▸ **Problem to work on**
Determine how many lines of the listing below hold the string "RequireProfessor". Reply only with the number.

▸ **Excerpted data**
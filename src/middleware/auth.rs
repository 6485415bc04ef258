use axum::{
    extract::{FromRequestParts, Request, State},
    http::{HeaderMap, header, request::Parts},
    middleware::Next,
    response::Response,
};
use scholarlink_auth::IdentityClaims;
use scholarlink_core::AppError;
use tracing::debug;

use crate::state::AppState;

pub const NO_TOKEN_MESSAGE: &str = "No token provided";
pub const INVALID_TOKEN_MESSAGE: &str = "Invalid or expired token";

/// The verified identity of the caller.
///
/// Inserted into request extensions by [`require_auth`]. As an extractor it
/// reads that extension, or verifies the bearer token itself on routes
/// without the layer.
#[derive(Debug, Clone)]
pub struct AuthUser(pub IdentityClaims);

impl AuthUser {
    pub fn uid(&self) -> &str {
        &self.0.uid
    }
}

/// Extract `<token>` from `Authorization: Bearer <token>`.
pub fn bearer_token(headers: &HeaderMap) -> Option<&str> {
    headers
        .get(header::AUTHORIZATION)
        .and_then(|value| value.to_str().ok())
        .and_then(|value| value.strip_prefix("Bearer "))
        .map(str::trim)
        .filter(|token| !token.is_empty())
}

async fn authenticate(headers: &HeaderMap, state: &AppState) -> Result<AuthUser, AppError> {
    let token = bearer_token(headers).ok_or_else(|| AppError::unauthorized(NO_TOKEN_MESSAGE))?;

    let claims = state.verifier.verify(token).await.map_err(|e| {
        debug!(error = %e, "token verification failed");
        AppError::unauthorized(INVALID_TOKEN_MESSAGE)
    })?;

    Ok(AuthUser(claims))
}

/// Verify the bearer token once and attach [`AuthUser`] to the request.
pub async fn require_auth(
    State(state): State<AppState>,
    mut req: Request,
    next: Next,
) -> Result<Response, AppError> {
    let auth_user = authenticate(req.headers(), &state).await?;
    req.extensions_mut().insert(auth_user);
    Ok(next.run(req).await)
}

impl FromRequestParts<AppState> for AuthUser {
    type Rejection = AppError;

    async fn from_request_parts(
        parts: &mut Parts,
        state: &AppState,
    ) -> Result<Self, Self::Rejection> {
        if let Some(auth_user) = parts.extensions.get::<AuthUser>() {
            return Ok(auth_user.clone());
        }

        let auth_user = authenticate(&parts.headers, state).await?;
        parts.extensions.insert(auth_user.clone());
        Ok(auth_user)
    }
}
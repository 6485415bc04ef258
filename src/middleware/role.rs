//! Role-based authorization.
//!
//! The caller's role always comes from the persisted user record keyed by
//! the verified subject id. Nothing in the token is trusted for role.
//!
//! Handlers declare the role they need with an extractor:
//!
//! ```rust,ignore
//! pub async fn create_research(
//!     RequireProfessor(professor): RequireProfessor,
//!     ValidatedJson(dto): ValidatedJson<CreateResearchDto>,
//! ) -> Result<(StatusCode, Json<Research>), AppError> {
//!     // Only professors reach this point
//! }
//! ```
//!
//! Extractors run before the handler body, so a rejected caller never
//! reaches a persistence write.

use axum::{extract::FromRequestParts, http::request::Parts};
use scholarlink_core::AppError;
use scholarlink_db::UserRepository;
use scholarlink_models::{User, UserRole};

use crate::middleware::auth::AuthUser;
use crate::state::AppState;

pub const PROFILE_MISSING_MESSAGE: &str = "User profile not found. Log in first.";

/// Load the persisted user behind a verified identity.
pub async fn current_user(
    users: &dyn UserRepository,
    auth_user: &AuthUser,
) -> Result<User, AppError> {
    users
        .find_by_uid(auth_user.uid())
        .await
        .map_err(AppError::database)?
        .ok_or_else(|| AppError::forbidden(PROFILE_MISSING_MESSAGE))
}

pub fn check_role(user: &User, required_role: UserRole) -> Result<(), AppError> {
    if user.role != required_role {
        return Err(AppError::forbidden(format!(
            "Access denied. Required role: {}, but user has role: {}",
            required_role, user.role
        )));
    }

    Ok(())
}

/// Any logged-in user with a profile, whatever the role.
#[derive(Debug, Clone)]
pub struct CurrentUser(pub User);

impl FromRequestParts<AppState> for CurrentUser {
    type Rejection = AppError;

    async fn from_request_parts(
        parts: &mut Parts,
        state: &AppState,
    ) -> Result<Self, Self::Rejection> {
        let auth_user = AuthUser::from_request_parts(parts, state).await?;
        let user = current_user(state.users.as_ref(), &auth_user).await?;
        Ok(CurrentUser(user))
    }
}

/// Define an extractor that admits only users holding one role.
#[macro_export]
macro_rules! require_role {
    ($name:ident, $role:expr) => {
        #[derive(Debug, Clone)]
        pub struct $name(pub scholarlink_models::User);

        impl axum::extract::FromRequestParts<$crate::state::AppState> for $name {
            type Rejection = scholarlink_core::AppError;

            async fn from_request_parts(
                parts: &mut axum::http::request::Parts,
                state: &$crate::state::AppState,
            ) -> Result<Self, Self::Rejection> {
                let $crate::middleware::role::CurrentUser(user) =
                    <$crate::middleware::role::CurrentUser as axum::extract::FromRequestParts<
                        $crate::state::AppState,
                    >>::from_request_parts(parts, state)
                    .await?;

                $crate::middleware::role::check_role(&user, $role)?;

                Ok($name(user))
            }
        }
    };
}

require_role!(RequireStudent, UserRole::Student);
require_role!(RequireProfessor, UserRole::Professor);
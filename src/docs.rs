use utoipa::openapi::security::{HttpAuthScheme, HttpBuilder, SecurityScheme};
use utoipa::{Modify, OpenApi};

use scholarlink_core::ErrorResponse;
use scholarlink_models::{
    Application, ApplicationCreatedResponse, CreateApplicationDto, CreateResearchDto, Discussion,
    DiscussionWithCreator, Eligibility, Research, ResearchStatus, ResearchWithProfessor, User,
    UserContact, UserRole, UserSummary,
};

use crate::modules::health::controller::HealthResponse;

#[derive(OpenApi)]
#[openapi(
    paths(
        crate::modules::health::controller::health_check,
        crate::modules::auth::controller::login_user,
        crate::modules::users::controller::get_professors,
        crate::modules::users::controller::get_students,
        crate::modules::users::controller::get_users,
        crate::modules::research::controller::create_research,
        crate::modules::research::controller::list_research,
        crate::modules::applications::controller::apply,
        crate::modules::discussions::controller::list_discussions,
    ),
    components(
        schemas(
            User,
            UserRole,
            UserSummary,
            UserContact,
            Research,
            ResearchStatus,
            Eligibility,
            ResearchWithProfessor,
            CreateResearchDto,
            Application,
            CreateApplicationDto,
            ApplicationCreatedResponse,
            Discussion,
            DiscussionWithCreator,
            HealthResponse,
            ErrorResponse,
        )
    ),
    modifiers(&SecurityAddon),
    tags(
        (name = "Health", description = "Service health"),
        (name = "Authentication", description = "Login with an identity provider token"),
        (name = "Users", description = "Role-scoped user directories"),
        (name = "Research", description = "Research opportunities"),
        (name = "Applications", description = "Student applications"),
        (name = "Discussions", description = "Discussion threads")
    ),
    info(
        title = "ScholarLink API",
        version = "0.1.0",
        description = "Connects students with professors' research opportunities.",
        license(
            name = "MIT"
        )
    )
)]
pub struct ApiDoc;

struct SecurityAddon;

impl Modify for SecurityAddon {
    fn modify(&self, openapi: &mut utoipa::openapi::OpenApi) {
        if let Some(components) = openapi.components.as_mut() {
            components.add_security_scheme(
                "bearer_auth",
                SecurityScheme::Http(
                    HttpBuilder::new()
                        .scheme(HttpAuthScheme::Bearer)
                        .bearer_format("JWT")
                        .build(),
                ),
            )
        }
    }
}
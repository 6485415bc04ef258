use std::sync::Arc;

use axum::Router;
use axum::body::Body;
use axum::http::{Request, Response, header};
use http_body_util::BodyExt;
use scholarlink::router::init_router;
use scholarlink::state::AppState;
use scholarlink_auth::{IdentityClaims, StaticTokenVerifier};
use scholarlink_config::CorsConfig;
use scholarlink_db::MemoryStore;
use scholarlink_models::{User, UserRole};
use tower::ServiceExt;

pub const STUDENT_TOKEN: &str = "student-token";
pub const PROFESSOR_TOKEN: &str = "professor-token";
pub const ADMIN_TOKEN: &str = "admin-token";
/// Verifies, but no user record exists for it until login.
pub const NEWCOMER_TOKEN: &str = "newcomer-token";
/// The student's email under a subject id the store has not seen.
pub const RELINKED_STUDENT_TOKEN: &str = "relinked-student-token";

#[allow(dead_code)]
pub struct TestApp {
    pub router: Router,
    pub store: Arc<MemoryStore>,
    pub student: User,
    pub professor: User,
    pub admin: User,
}

pub fn claims(uid: &str, email: &str, name: Option<&str>) -> IdentityClaims {
    IdentityClaims {
        uid: uid.to_string(),
        email: email.to_string(),
        name: name.map(str::to_string),
    }
}

/// Router over an in-memory store seeded with one user per role.
pub fn setup_test_app() -> TestApp {
    let store = Arc::new(MemoryStore::new());
    let student = store.seed_user(
        "uid-student",
        "Sam Student",
        "sam@uni.edu",
        UserRole::Student,
    );
    let professor = store.seed_user(
        "uid-prof",
        "Pat Professor",
        "pat@uni.edu",
        UserRole::Professor,
    );
    let admin = store.seed_user("uid-admin", "Alex Admin", "alex@uni.edu", UserRole::Admin);

    let verifier = StaticTokenVerifier::new()
        .with_token(
            STUDENT_TOKEN,
            claims("uid-student", "sam@uni.edu", Some("Sam Student")),
        )
        .with_token(
            PROFESSOR_TOKEN,
            claims("uid-prof", "pat@uni.edu", Some("Pat Professor")),
        )
        .with_token(
            ADMIN_TOKEN,
            claims("uid-admin", "alex@uni.edu", Some("Alex Admin")),
        )
        .with_token(NEWCOMER_TOKEN, claims("uid-new", "new@uni.edu", None))
        .with_token(
            RELINKED_STUDENT_TOKEN,
            claims("uid-student-new", "sam@uni.edu", Some("Sam Student")),
        );

    let state = AppState::new(
        store.clone(),
        Arc::new(verifier),
        CorsConfig {
            allowed_origins: vec!["http://localhost:5173".to_string()],
        },
    );

    TestApp {
        router: init_router(state),
        store,
        student,
        professor,
        admin,
    }
}

#[allow(dead_code)]
impl TestApp {
    pub async fn get(&self, uri: &str, token: Option<&str>) -> Response<Body> {
        let mut builder = Request::builder().method("GET").uri(uri);
        if let Some(token) = token {
            builder = builder.header(header::AUTHORIZATION, format!("Bearer {}", token));
        }
        let request = builder.body(Body::empty()).unwrap();
        self.router.clone().oneshot(request).await.unwrap()
    }

    pub async fn post_json(
        &self,
        uri: &str,
        token: Option<&str>,
        body: serde_json::Value,
    ) -> Response<Body> {
        let mut builder = Request::builder()
            .method("POST")
            .uri(uri)
            .header(header::CONTENT_TYPE, "application/json");
        if let Some(token) = token {
            builder = builder.header(header::AUTHORIZATION, format!("Bearer {}", token));
        }
        let request = builder
            .body(Body::from(serde_json::to_string(&body).unwrap()))
            .unwrap();
        self.router.clone().oneshot(request).await.unwrap()
    }
}

#[allow(dead_code)]
pub async fn body_json(response: Response<Body>) -> serde_json::Value {
    let body = response.into_body().collect().await.unwrap().to_bytes();
    serde_json::from_slice(&body).unwrap()
}
use crate::{ConfigError, env_lookup, parse_var};

pub const DEFAULT_PORT: u16 = 5000;

#[derive(Clone, Debug, PartialEq, Eq)]
pub struct ServerConfig {
    pub host: String,
    pub port: u16,
}

impl ServerConfig {
    pub fn from_env() -> Result<Self, ConfigError> {
        Self::from_lookup(env_lookup)
    }

    pub fn from_lookup<F>(lookup: F) -> Result<Self, ConfigError>
    where
        F: Fn(&str) -> Option<String>,
    {
        Ok(Self {
            host: lookup("HOST")
                .filter(|h| !h.trim().is_empty())
                .unwrap_or_else(|| "0.0.0.0".to_string()),
            port: parse_var(&lookup, "PORT", DEFAULT_PORT)?,
        })
    }

    pub fn addr(&self) -> String {
        format!("{}:{}", self.host, self.port)
    }
}
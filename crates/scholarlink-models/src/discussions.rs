//! Discussion threads. Only the read path exists.

use chrono::{DateTime, Utc};
use serde::{Deserialize, Serialize};
use utoipa::ToSchema;

use crate::users::UserContact;

#[derive(Debug, Clone, PartialEq, Eq, Serialize, Deserialize, ToSchema)]
pub struct Discussion {
    pub id: String,
    pub title: String,
    pub content: String,
    /// Id of the author's user record.
    pub created_by: String,
    pub created_at: DateTime<Utc>,
}

#[derive(Debug, Clone, PartialEq, Eq, Serialize, Deserialize, ToSchema)]
pub struct DiscussionWithCreator {
    #[serde(flatten)]
    pub discussion: Discussion,
    pub creator: Option<UserContact>,
}
use axum::{Json, extract::State, http::StatusCode};
use scholarlink_core::{AppError, ErrorResponse};
use scholarlink_models::{ApplicationCreatedResponse, CreateApplicationDto};
use tracing::instrument;

use super::service::ApplicationService;
use crate::middleware::role::RequireStudent;
use crate::state::AppState;
use crate::validator::ValidatedJson;

pub const APPLICATION_SUBMITTED_MESSAGE: &str = "Application submitted successfully";

/// Apply to a research opportunity (students only)
#[utoipa::path(
    post,
    path = "/api/apply",
    request_body = CreateApplicationDto,
    responses(
        (status = 201, description = "Application submitted", body = ApplicationCreatedResponse),
        (status = 400, description = "Malformed request body", body = ErrorResponse),
        (status = 401, description = "Missing or invalid token", body = ErrorResponse),
        (status = 403, description = "Caller is not a student", body = ErrorResponse),
        (status = 422, description = "Validation failed", body = ErrorResponse),
        (status = 500, description = "Internal server error", body = ErrorResponse)
    ),
    security(
        ("bearer_auth" = [])
    ),
    tag = "Applications"
)]
#[instrument(skip_all)]
pub async fn apply(
    State(state): State<AppState>,
    RequireStudent(student): RequireStudent,
    ValidatedJson(dto): ValidatedJson<CreateApplicationDto>,
) -> Result<(StatusCode, Json<ApplicationCreatedResponse>), AppError> {
    let application = ApplicationService::apply(state.applications.as_ref(), &student, dto).await?;

    Ok((
        StatusCode::CREATED,
        Json(ApplicationCreatedResponse {
            message: APPLICATION_SUBMITTED_MESSAGE.to_string(),
            application,
        }),
    ))
}
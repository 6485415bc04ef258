use scholarlink_core::AppError;
use scholarlink_db::ResearchRepository;
use scholarlink_models::{CreateResearchDto, NewResearch, Research, ResearchWithProfessor, User};
use tracing::{info, instrument};

pub struct ResearchService;

impl ResearchService {
    /// Post a research opportunity owned by `professor`.
    #[instrument(skip(research, professor, dto), fields(professor_id = %professor.id))]
    pub async fn create_research(
        research: &dyn ResearchRepository,
        professor: &User,
        dto: CreateResearchDto,
    ) -> Result<Research, AppError> {
        let new = NewResearch::from_dto(dto, professor.id.clone(), professor.university.clone());
        let created = research.create(new).await.map_err(AppError::database)?;

        info!(research_id = %created.id, "research posted");
        Ok(created)
    }

    #[instrument(skip(research))]
    pub async fn list_research(
        research: &dyn ResearchRepository,
    ) -> Result<Vec<ResearchWithProfessor>, AppError> {
        research.list_with_professor().await.map_err(AppError::database)
    }
}
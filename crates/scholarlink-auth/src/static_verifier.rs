use std::collections::HashMap;

use async_trait::async_trait;

use crate::claims::IdentityClaims;
use crate::verifier::{TokenVerifier, VerifyError};

/// Verifier backed by a fixed token-to-claims table.
#[derive(Debug, Clone, Default)]
pub struct StaticTokenVerifier {
    tokens: HashMap<String, IdentityClaims>,
}

impl StaticTokenVerifier {
    pub fn new() -> Self {
        Self::default()
    }

    pub fn with_token(mut self, token: impl Into<String>, claims: IdentityClaims) -> Self {
        self.tokens.insert(token.into(), claims);
        self
    }
}

#[async_trait]
impl TokenVerifier for StaticTokenVerifier {
    async fn verify(&self, token: &str) -> Result<IdentityClaims, VerifyError> {
        self.tokens
            .get(token)
            .cloned()
            .ok_or_else(|| VerifyError::InvalidToken("unknown token".to_string()))
    }
}
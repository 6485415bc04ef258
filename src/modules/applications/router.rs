use axum::{Router, routing::post};

use super::controller::apply;
use crate::state::AppState;

pub fn init_applications_router() -> Router<AppState> {
    Router::new().route("/apply", post(apply))
}
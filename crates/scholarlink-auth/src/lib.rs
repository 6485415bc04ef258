//! # ScholarLink Auth
//!
//! Identity token verification.
//!
//! The API never issues credentials of its own. Callers present an ID token
//! from the identity provider and a [`TokenVerifier`] turns it into
//! [`IdentityClaims`].
//!
//! - [`claims`]: The verified identity attached to a request
//! - [`verifier`]: The [`TokenVerifier`] seam and its error type
//! - [`firebase`]: Verifier for provider-signed RS256 ID tokens
//! - `static_verifier`: Fixed token table for tests (`test-utils` feature)

pub mod claims;
pub mod firebase;
#[cfg(any(test, feature = "test-utils"))]
pub mod static_verifier;
pub mod verifier;

pub use claims::IdentityClaims;
pub use firebase::FirebaseTokenVerifier;
#[cfg(any(test, feature = "test-utils"))]
pub use static_verifier::StaticTokenVerifier;
pub use verifier::{TokenVerifier, VerifyError};
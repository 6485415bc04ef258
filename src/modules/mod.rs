pub mod applications;
pub mod auth;
pub mod discussions;
pub mod health;
pub mod research;
pub mod users;
//! # ScholarLink Models
//!
//! Domain records and request/response DTOs.
//!
//! # Modules
//!
//! - [`users`]: Users, roles and the public user view
//! - [`research`]: Research postings and eligibility criteria
//! - [`applications`]: Student applications to research postings
//! - [`discussions`]: Discussion threads (read path only)
//!
//! Record ids are opaque strings. New ids come from [`new_id`].

pub mod applications;
pub mod discussions;
pub mod research;
pub mod users;

pub use applications::{
    Application, ApplicationCreatedResponse, CreateApplicationDto, NewApplication,
};
pub use discussions::{Discussion, DiscussionWithCreator};
pub use research::{
    CreateResearchDto, Eligibility, NewResearch, Research, ResearchStatus, ResearchWithProfessor,
};
pub use users::{NewUser, User, UserContact, UserRole, UserSummary};

/// Generate a fresh document id.
pub fn new_id() -> String {
    uuid::Uuid::new_v4().to_string()
}
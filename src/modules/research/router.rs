use axum::{
    Router, middleware,
    routing::{get, post},
};

use super::controller::{create_research, list_research};
use crate::middleware::auth::require_auth;
use crate::state::AppState;

/// Listing is public, posting requires a verified token.
pub fn init_research_router(state: AppState) -> Router<AppState> {
    Router::new().route(
        "/research",
        get(list_research).merge(
            post(create_research).route_layer(middleware::from_fn_with_state(state, require_auth)),
        ),
    )
}
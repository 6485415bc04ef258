use axum::{Router, routing::get};

use super::controller::list_discussions;
use crate::state::AppState;

pub fn init_discussions_router() -> Router<AppState> {
    Router::new().route("/discussions", get(list_discussions))
}
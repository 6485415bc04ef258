use anyhow::anyhow;
use axum::{
    Json,
    extract::{FromRequest, Request, rejection::JsonRejection},
};
use scholarlink_core::AppError;
use serde::de::DeserializeOwned;
use validator::{Validate, ValidationErrors};

fn format_errors(errors: &ValidationErrors) -> String {
    let mut messages = errors
        .field_errors()
        .iter()
        .flat_map(|(field, errors)| {
            errors.iter().map(move |error| {
                error
                    .message
                    .as_ref()
                    .map(|msg| msg.to_string())
                    .unwrap_or_else(|| format!("{} is invalid", field))
            })
        })
        .collect::<Vec<_>>();
    messages.sort();
    messages.join(", ")
}

fn rejection_to_error(rejection: JsonRejection) -> AppError {
    if matches!(rejection, JsonRejection::MissingJsonContentType(_)) {
        return AppError::bad_request(anyhow!(
            "Missing 'Content-Type: application/json' header"
        ));
    }

    let error_msg = rejection.body_text();

    if error_msg.contains("missing field") {
        let field = error_msg
            .split("missing field `")
            .nth(1)
            .and_then(|s| s.split('`').next())
            .unwrap_or("unknown");
        return AppError::bad_request(anyhow!("{} is required", field));
    }

    if error_msg.contains("invalid type") {
        return AppError::bad_request(anyhow!("Invalid field type in request"));
    }

    AppError::bad_request(anyhow!("Invalid request body"))
}

/// JSON body that passed its `validator` rules.
///
/// Malformed bodies are rejected with 400, rule violations with 422.
#[derive(Debug, Clone, Copy, Default)]
pub struct ValidatedJson<T>(pub T);

impl<T, S> FromRequest<S> for ValidatedJson<T>
where
    T: DeserializeOwned + Validate,
    S: Send + Sync,
{
    type Rejection = AppError;

    async fn from_request(req: Request, state: &S) -> Result<Self, Self::Rejection> {
        let Json(value) = Json::<T>::from_request(req, state)
            .await
            .map_err(rejection_to_error)?;

        value
            .validate()
            .map_err(|errors| AppError::unprocessable(anyhow!("{}", format_errors(&errors))))?;

        Ok(ValidatedJson(value))
    }
}
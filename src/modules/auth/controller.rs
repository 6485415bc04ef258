use axum::{Json, extract::State};
use scholarlink_core::{AppError, ErrorResponse};
use scholarlink_models::User;
use tracing::instrument;

use super::service::AuthService;
use crate::middleware::auth::AuthUser;
use crate::state::AppState;

/// Log in with an identity provider token
#[utoipa::path(
    post,
    path = "/api/auth/login",
    responses(
        (status = 200, description = "Existing or newly created user", body = User),
        (status = 401, description = "Missing or invalid token", body = ErrorResponse),
        (status = 500, description = "Internal server error", body = ErrorResponse)
    ),
    security(
        ("bearer_auth" = [])
    ),
    tag = "Authentication"
)]
#[instrument(skip_all)]
pub async fn login_user(
    State(state): State<AppState>,
    auth_user: AuthUser,
) -> Result<Json<User>, AppError> {
    let user = AuthService::login(state.users.as_ref(), &auth_user.0).await?;
    Ok(Json(user))
}
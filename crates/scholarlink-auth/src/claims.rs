use serde::{Deserialize, Serialize};
use utoipa::ToSchema;

/// Verified identity attributes of the caller.
///
/// Carries no role: role is read from the persisted user record.
#[derive(Debug, Clone, PartialEq, Eq, Serialize, Deserialize, ToSchema)]
pub struct IdentityClaims {
    /// Subject id at the identity provider.
    pub uid: String,
    pub email: String,
    /// Display name, when the provider has one.
    pub name: Option<String>,
}

impl IdentityClaims {
    /// Display name, falling back to the email address.
    pub fn display_name(&self) -> &str {
        self.name
            .as_deref()
            .filter(|n| !n.trim().is_empty())
            .unwrap_or(&self.email)
    }
}
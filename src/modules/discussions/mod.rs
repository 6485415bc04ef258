//! Discussion threads. Read-only over HTTP.

pub mod controller;
pub mod router;
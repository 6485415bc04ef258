//! PostgreSQL connection settings.
//!
//! # Environment Variables
//!
//! - `DATABASE_URL`: connection string (required)
//! - `DATABASE_MAX_CONNECTIONS`: pool size (default 10)
//! - `DATABASE_RUN_MIGRATIONS`: apply pending migrations at startup (default true)

use crate::{ConfigError, env_lookup, parse_var};

#[derive(Clone, Debug)]
pub struct DatabaseConfig {
    pub url: String,
    pub max_connections: u32,
    pub run_migrations: bool,
}

impl DatabaseConfig {
    pub fn from_env() -> Result<Self, ConfigError> {
        Self::from_lookup(env_lookup)
    }

    pub fn from_lookup<F>(lookup: F) -> Result<Self, ConfigError>
    where
        F: Fn(&str) -> Option<String>,
    {
        let url = lookup("DATABASE_URL")
            .filter(|u| !u.trim().is_empty())
            .ok_or(ConfigError::Missing("DATABASE_URL"))?;

        Ok(Self {
            url,
            max_connections: parse_var(&lookup, "DATABASE_MAX_CONNECTIONS", 10)?,
            run_migrations: parse_var(&lookup, "DATABASE_RUN_MIGRATIONS", true)?,
        })
    }
}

▸ **Answer to the exercise**
2